Wednesday, April 14, 2010

Coal Power in Los Angeles

I know I haven't updated my blog in over 3 months...so here it goes!

Since I started my position in LA as Program Assistant for the Beyond Coal Campaign at the Sierra Club, I have been graced with a slew of information that I was not aware of in relation to the city's power mix. In other words, I learned a whole bunch about how Los Angeles gets its power. In a less surprising note, I found out that many who live in Los Angeles are unaware of how they get their electricity. Here it goes...brace for impact....

Los Angeles gets 44% of its power from coal-fired power plants in Utah and Arizona.
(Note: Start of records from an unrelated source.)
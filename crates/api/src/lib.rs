//! Admin and content API for the vehicle-inspection site.
//!
//! Exposes the building blocks (config, state, error handling, middleware,
//! routes) so integration tests and the binary entrypoint share the same
//! router.

pub mod app;
pub mod config;
pub mod error;
pub mod handlers;
pub mod middleware;
pub mod resource;
pub mod response;
pub mod routes;
pub mod state;
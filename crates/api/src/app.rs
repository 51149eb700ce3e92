use std::time::Duration;

use axum::http::{HeaderName, StatusCode};
use axum::middleware::from_fn_with_state;
use axum::Router;
use tower_http::catch_panic::CatchPanicLayer;
use tower_http::normalize_path::NormalizePath;
use tower_http::request_id::{MakeRequestUuid, PropagateRequestIdLayer, SetRequestIdLayer};
use tower_http::timeout::TimeoutLayer;
use tower_http::trace::{DefaultMakeSpan, DefaultOnResponse, TraceLayer};
use tracing::Level;

use crate::middleware::cors::cors;
use crate::routes;
use crate::state::AppState;

/// Build the full application router with every middleware layer.
///
/// Shared by `main.rs` and the integration tests so both exercise the same
/// stack (CORS, request ID, timeout, tracing, panic recovery).
///
/// Trailing slashes are trimmed before routing, so `/api/partners/` and
/// `/api/partners/4/` reach the same handlers as their bare forms.
pub fn build_app(state: AppState) -> Router {
    Router::new().fallback_service(NormalizePath::trim_trailing_slash(routed_app(state)))
}

fn routed_app(state: AppState) -> Router {
    let request_id_header = HeaderName::from_static("x-request-id");
    let timeout = Duration::from_secs(state.config.request_timeout_secs);

    Router::new()
        .nest("/api", routes::api_routes())
        // -- Middleware stack (applied bottom-up) --
        // Panic recovery: catch panics and return 500.
        .layer(CatchPanicLayer::new())
        // Request timeout.
        .layer(TimeoutLayer::with_status_code(
            StatusCode::REQUEST_TIMEOUT,
            timeout,
        ))
        // Propagate request ID to response.
        .layer(PropagateRequestIdLayer::new(request_id_header.clone()))
        // Structured request/response tracing.
        .layer(
            TraceLayer::new_for_http()
                .make_span_with(DefaultMakeSpan::new().level(Level::INFO))
                .on_response(DefaultOnResponse::new().level(Level::INFO)),
        )
        // Set request ID on incoming requests.
        .layer(SetRequestIdLayer::new(request_id_header, MakeRequestUuid))
        // CORS on every response, including errors; answers preflights.
        .layer(from_fn_with_state(state.clone(), cors))
        .with_state(state)
}
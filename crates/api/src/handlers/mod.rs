//! Resource handlers.
//!
//! Each resource is one dispatch function over its closed method set (see
//! [`crate::resource`]), reached both as `/api/<resource>` (optionally with
//! `?id=`) and as `/api/<resource>/{id}`.

pub mod health;
pub mod notifications;
pub mod partners;
pub mod statistics;
pub mod upload;
use serde_json::Value;

use super::{char_len, check_active, optional_string, Intent, ValidationReport};

/// Longest accepted notification text, in characters.
pub const MAX_TEXT_LEN: usize = 1000;

const TEXT_REQUIRED: &str = "Text is required and must be a non-empty string";

const COLOR_FIELDS: &[(&str, &str)] = &[
    ("backgroundColor", "Background color"),
    ("backgroundGradient", "Background gradient"),
    ("borderColor", "Border color"),
    ("textColor", "Text color"),
];

/// Validate a notification payload.
///
/// `text` must be present on [`Intent::Create`]; on updates it is only
/// checked when supplied.
pub fn validate_notification(payload: &Value, intent: Intent) -> ValidationReport {
    let Some(obj) = payload.as_object() else {
        return ValidationReport::not_an_object();
    };
    let mut report = ValidationReport::default();

    match obj.get("text") {
        None if intent == Intent::Create => report.push(TEXT_REQUIRED),
        None => {}
        Some(Value::String(text)) => {
            if text.trim().is_empty() {
                report.push(TEXT_REQUIRED);
            }
            if char_len(text) > MAX_TEXT_LEN {
                report.push(format!("Text must be {MAX_TEXT_LEN} characters or less"));
            }
        }
        Some(_) => report.push(TEXT_REQUIRED),
    }

    for (key, label) in COLOR_FIELDS {
        optional_string(obj, key, label, &mut report);
    }

    check_active(obj, &mut report);
    report
}
//! Request-level policy shared by every resource.
//!
//! - [`auth::AdminStatus`] -- Shared-secret admin check, as an extractor.
//! - [`cors::cors`] -- CORS headers on every response and the `OPTIONS` short-circuit.

pub mod auth;
pub mod cors;
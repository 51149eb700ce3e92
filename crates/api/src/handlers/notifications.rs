//! Handlers for site notifications (announcement banners).

use axum::body::Bytes;
use axum::extract::{Path, State};
use axum::http::{Method, StatusCode};
use axum::response::{IntoResponse, Response};
use axum::Json;
use kontrola_core::error::CoreError;
use kontrola_core::validation::{validate_notification, Intent};
use kontrola_db::models::notification::NotificationInput;
use kontrola_db::repositories::NotificationRepo;

use crate::error::{AppError, AppResult};
use crate::middleware::auth::AdminStatus;
use crate::resource::{
    from_payload, json_body, payload_id, resolve_id, CrudMethod, IdQuery, ResourceMethod,
};
use crate::response::Ack;
use crate::state::AppState;

/// `/api/notifications`
pub async fn collection(
    State(state): State<AppState>,
    method: Method,
    admin: AdminStatus,
    query: IdQuery,
    body: Bytes,
) -> AppResult<Response> {
    dispatch(&state, &method, admin, resolve_id(query, None), body).await
}

/// `/api/notifications/{id}`
pub async fn member(
    State(state): State<AppState>,
    Path(id): Path<String>,
    method: Method,
    admin: AdminStatus,
    query: IdQuery,
    body: Bytes,
) -> AppResult<Response> {
    dispatch(&state, &method, admin, resolve_id(query, Some(id)), body).await
}

async fn dispatch(
    state: &AppState,
    method: &Method,
    admin: AdminStatus,
    id: Option<String>,
    body: Bytes,
) -> AppResult<Response> {
    match CrudMethod::parse(method)? {
        CrudMethod::Options => Ok(StatusCode::OK.into_response()),

        // Admins also see inactive notifications.
        CrudMethod::Get => {
            let list = NotificationRepo::list(&state.store, !admin.is_admin).await;
            Ok(Json(list).into_response())
        }

        CrudMethod::Post => {
            admin.require()?;
            let payload = json_body(&body)?;
            let intent = match payload_id(&payload) {
                Some(_) => Intent::Update,
                None => Intent::Create,
            };
            validate_notification(&payload, intent).into_result()?;
            let input: NotificationInput = from_payload(payload)?;

            NotificationRepo::upsert(&state.store, &input)
                .await
                .map_err(AppError::write("Failed to create notification"))?;

            tracing::info!(id = ?input.id, "Notification saved");
            Ok((StatusCode::CREATED, Json(Ack::ok())).into_response())
        }

        CrudMethod::Put => {
            admin.require()?;
            let id = id.ok_or(CoreError::MissingId)?;
            let payload = json_body(&body)?;
            validate_notification(&payload, Intent::Update).into_result()?;
            let input: NotificationInput = from_payload(payload)?;

            NotificationRepo::update(&state.store, &id, &input)
                .await
                .map_err(AppError::write("Failed to update notification"))?;

            tracing::info!(%id, "Notification updated");
            Ok(Json(Ack::ok()).into_response())
        }

        CrudMethod::Delete => {
            admin.require()?;
            let id = id.ok_or(CoreError::MissingId)?;

            NotificationRepo::delete(&state.store, &id)
                .await
                .map_err(AppError::write("Failed to delete notification"))?;

            tracing::info!(%id, "Notification deleted");
            Ok(Json(Ack::ok()).into_response())
        }
    }
}
#[derive(Debug, thiserror::Error)]
pub enum CoreError {
    #[error("Validation failed: {}", .0.join("; "))]
    Validation(Vec<String>),

    #[error("Unauthorized")]
    Unauthorized,

    #[error("Missing id")]
    MissingId,

    #[error("Bad request: {0}")]
    BadRequest(String),
}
Well...it may not be so dramatic. But, it has implications that affect the average ratepayer living in Los Angeles. Lets take a look on how many problems are caused by these coal fired plants, and how the cost will affect YOU, the ratepayer of Los Angeles, in the near future:

The Plants

Intermountain Power Plant - A 1,640MW coal fired power plant located near Delta, Utah, owned by Intermountain Power Agency and operated by the Los Angeles Department of Water and Power (LADWP). Amongst a slew of other small utilities, the LADWP owns 45% of the power from this plant.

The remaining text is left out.